Sebaliknya, kelompok usia 15–17 tahun dan 51–79 tahun mencatat angka terendah, yakni 51,68 persen dan 54,55 persen. Pola serupa juga terlihat pada indeks inklusi, di mana kelompok usia muda dan lansia juga mencatat angka yang lebih rendah.
Tingkat pendidikan juga menjadi faktor penentu dalam literasi dan inklusi keuangan. Warga dengan pendidikan perguruan tinggi mencatat indeks literasi tertinggi sebesar 90,63 persen, diikuti oleh lulusan SMA/sederajat 79,18 persen dan SMP/sederajat 64,04 persen.
Sebaliknya, warga yang tidak/belum sekolah dan hanya tamat SD memiliki indeks jauh lebih rendah, masing-masing 43,20 persen dan 54,50 persen.

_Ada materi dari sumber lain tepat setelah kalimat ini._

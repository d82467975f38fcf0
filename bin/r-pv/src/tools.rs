//! ---
//! ems_section: "05-networking-external-interfaces"
//! ems_subsection: "binary"
//! ems_type: "source"
//! ems_scope: "code"
//! ems_description: "Sizing, area and mount-type helper commands."
//! ems_version: "v0.0.0-prealpha"
//! ems_owner: "tbd"
//! ---
use std::path::PathBuf;

use anyhow::{bail, Context, Result};
use clap::Args;
use indexmap::IndexMap;
use r_pv_common::AppConfig;
use r_pv_engine::{
    geometry::polygon_area,
    io::load_document,
    sizing::check_compatibility,
    temperature::{MountType, TemperatureModelFamily},
};
use serde_json::json;

use crate::{context, print_json};

#[derive(Debug, Args)]
pub struct CheckSizingArgs {
    /// DC system size in kW.
    #[arg(long = "system-size", value_name = "KW")]
    system_size: f64,

    /// Module name; the catalog default when omitted.
    #[arg(long)]
    module: Option<String>,

    /// Inverter name; the catalog default when omitted.
    #[arg(long)]
    inverter: Option<String>,
}

#[derive(Debug, Args)]
pub struct AreaArgs {
    /// JSON or YAML file holding `[[lat, lon], ...]`.
    #[arg(long, value_name = "FILE", conflicts_with = "point")]
    polygon: Option<PathBuf>,

    /// Vertex as `lat,lon`; repeat for each corner.
    #[arg(long, value_name = "LAT,LON", allow_negative_numbers = true)]
    point: Vec<String>,
}

#[derive(Debug, Args)]
pub struct MountTypesArgs {
    /// Restrict the listing to one model (sapm or pvsyst).
    #[arg(long)]
    model: Option<TemperatureModelFamily>,
}

pub fn check_sizing(args: CheckSizingArgs, config: &AppConfig) -> Result<()> {
    let catalog = context::catalog(&config.catalog)?;
    let module = match &args.module {
        Some(name) => catalog.get_module(name)?,
        None => catalog.default_module(),
    };
    let inverter = match &args.inverter {
        Some(name) => catalog.get_inverter(name)?,
        None => catalog.default_inverter(),
    };
    let check = check_compatibility(module, inverter, args.system_size)?;
    print_json(&check)
}

fn parse_point(raw: &str) -> Result<[f64; 2]> {
    let Some((lat, lon)) = raw.split_once(',') else {
        bail!("vertex '{raw}' must be written as lat,lon");
    };
    let lat = lat.trim().parse().with_context(|| format!("bad latitude in '{raw}'"))?;
    let lon = lon.trim().parse().with_context(|| format!("bad longitude in '{raw}'"))?;
    Ok([lat, lon])
}

pub fn area(args: AreaArgs) -> Result<()> {
    let vertices: Vec<[f64; 2]> = match &args.polygon {
        Some(path) => load_document(path)
            .with_context(|| format!("failed to read polygon {}", path.display()))?,
        None => args
            .point
            .iter()
            .map(|raw| parse_point(raw))
            .collect::<Result<Vec<_>>>()?,
    };
    let area = polygon_area(&vertices)?;
    print_json(&json!({ "vertices": vertices.len(), "area_m2": area }))
}

pub fn mount_types(args: MountTypesArgs) -> Result<()> {
    let families = match args.model {
        Some(family) => vec![family],
        None => vec![TemperatureModelFamily::Sapm, TemperatureModelFamily::Pvsyst],
    };
    let listing: IndexMap<String, Vec<String>> = families
        .into_iter()
        .map(|family| {
            let mounts = MountType::for_family(family)
                .iter()
                .map(ToString::to_string)
                .collect();
            (family.to_string(), mounts)
        })
        .collect();
    print_json(&listing)
}

#[cfg(test)]
mod tests {
    use super::*;

    #[test]
    fn points_parse_with_negative_longitudes() {
        assert_eq!(parse_point("39.7, -104.9").unwrap(), [39.7, -104.9]);
        assert!(parse_point("39.7").is_err());
        assert!(parse_point("north,-104").is_err());
    }
}
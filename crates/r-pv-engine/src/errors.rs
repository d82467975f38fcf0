//! ---
//! ems_section: "08-energy-models-optimization"
//! ems_subsection: "module"
//! ems_type: "source"
//! ems_scope: "code"
//! ems_description: "Error taxonomy shared by the PV modeling engine."
//! ems_version: "v0.0.0-prealpha"
//! ems_owner: "tbd"
//! ---
use thiserror::Error;

pub type Result<T> = std::result::Result<T, PvEngineError>;

#[derive(Debug, Error)]
pub enum PvEngineError {
    #[error("invalid input: {0}")]
    InvalidInput(String),
    #[error("{kind} '{name}' not found in catalog")]
    NotFound { kind: &'static str, name: String },
    #[error("configuration error: {0}")]
    Configuration(String),
    #[error("no feasible array configuration: {0}")]
    Sizing(String),
    #[error("weather data rejected: {0}")]
    DataQuality(String),
    #[error("weather data unavailable: {0}")]
    WeatherUnavailable(String),
    #[error("I/O error: {0}")]
    Io(#[from] std::io::Error),
    #[error("serialization error: {0}")]
    SerializationFailed(#[from] serde_json::Error),
    #[error("yaml serialization error: {0}")]
    YamlSerializationFailed(#[from] serde_yaml::Error),
}

impl PvEngineError {
    pub fn invalid_input(message: impl Into<String>) -> Self {
        Self::InvalidInput(message.into())
    }

    pub fn data_quality(message: impl Into<String>) -> Self {
        Self::DataQuality(message.into())
    }

    /// Stable machine-readable name of the error category.
    pub fn kind(&self) -> &'static str {
        match self {
            Self::InvalidInput(_) => "invalid_input",
            Self::NotFound { .. } => "not_found",
            Self::Configuration(_) => "configuration",
            Self::Sizing(_) => "sizing",
            Self::DataQuality(_) => "data_quality",
            Self::WeatherUnavailable(_) => "weather_unavailable",
            Self::Io(_) | Self::SerializationFailed(_) | Self::YamlSerializationFailed(_) => {
                "internal"
            }
        }
    }
}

Pada aspek pekerjaan, pegawai atau profesional memiliki tingkat literasi keuangan tertinggi (85,80 persen), diikuti oleh pensiunan (74,11 persen) dan pengusaha (73,60 persen).
Sementara itu, kelompok petani/peternak, pengangguran, dan pekerjaan lainnya mencatat angka paling rendah. Untuk inklusi keuangan, pegawai, pensiunan, dan pengusaha juga memimpin dengan angka hingga 100 persen, sedangkan petani dan kelompok tidak bekerja berada di bawah 70 persen.
Hasil ini selaras dengan data metode cakupan DNKI yang juga mencatat pola serupa: warga kota, laki-laki, usia produktif, dan berpendidikan tinggi menunjukkan indeks tertinggi baik dalam literasi maupun inklusi.
Sebaliknya, perempuan, warga desa, remaja, lansia, dan warga dengan pendidikan rendah masih menjadi kelompok rentan.
Berdasarkan sektor jasa keuangan, literasi dan inklusi masyarakat paling banyak ditopang oleh sektor perbankan, yakni masing-masing sebesar 65,50 persen dan 70,65 persen.
“Oleh karena itu, OJK akan mengintensifkan edukasi literasi dan inklusi keuangan khususnya bagi kelompok yang masih tertinggal. Fokus kami tertuang dalam Peta Jalan Pengawasan Perilaku Pelaku Usaha Jasa Keuangan, Edukasi dan Pelindungan Konsumen 2023–2027, serta dalam RPJMN dan RPJPN mendatang,” jelas OJK.
Upaya ini diharapkan mampu menjangkau kelompok-kelompok prioritas seperti pelajar, ibu rumah tangga, petani, hingga warga yang belum bekerja, agar dapat lebih memahami dan memanfaatkan layanan keuangan secara bijak dan merata.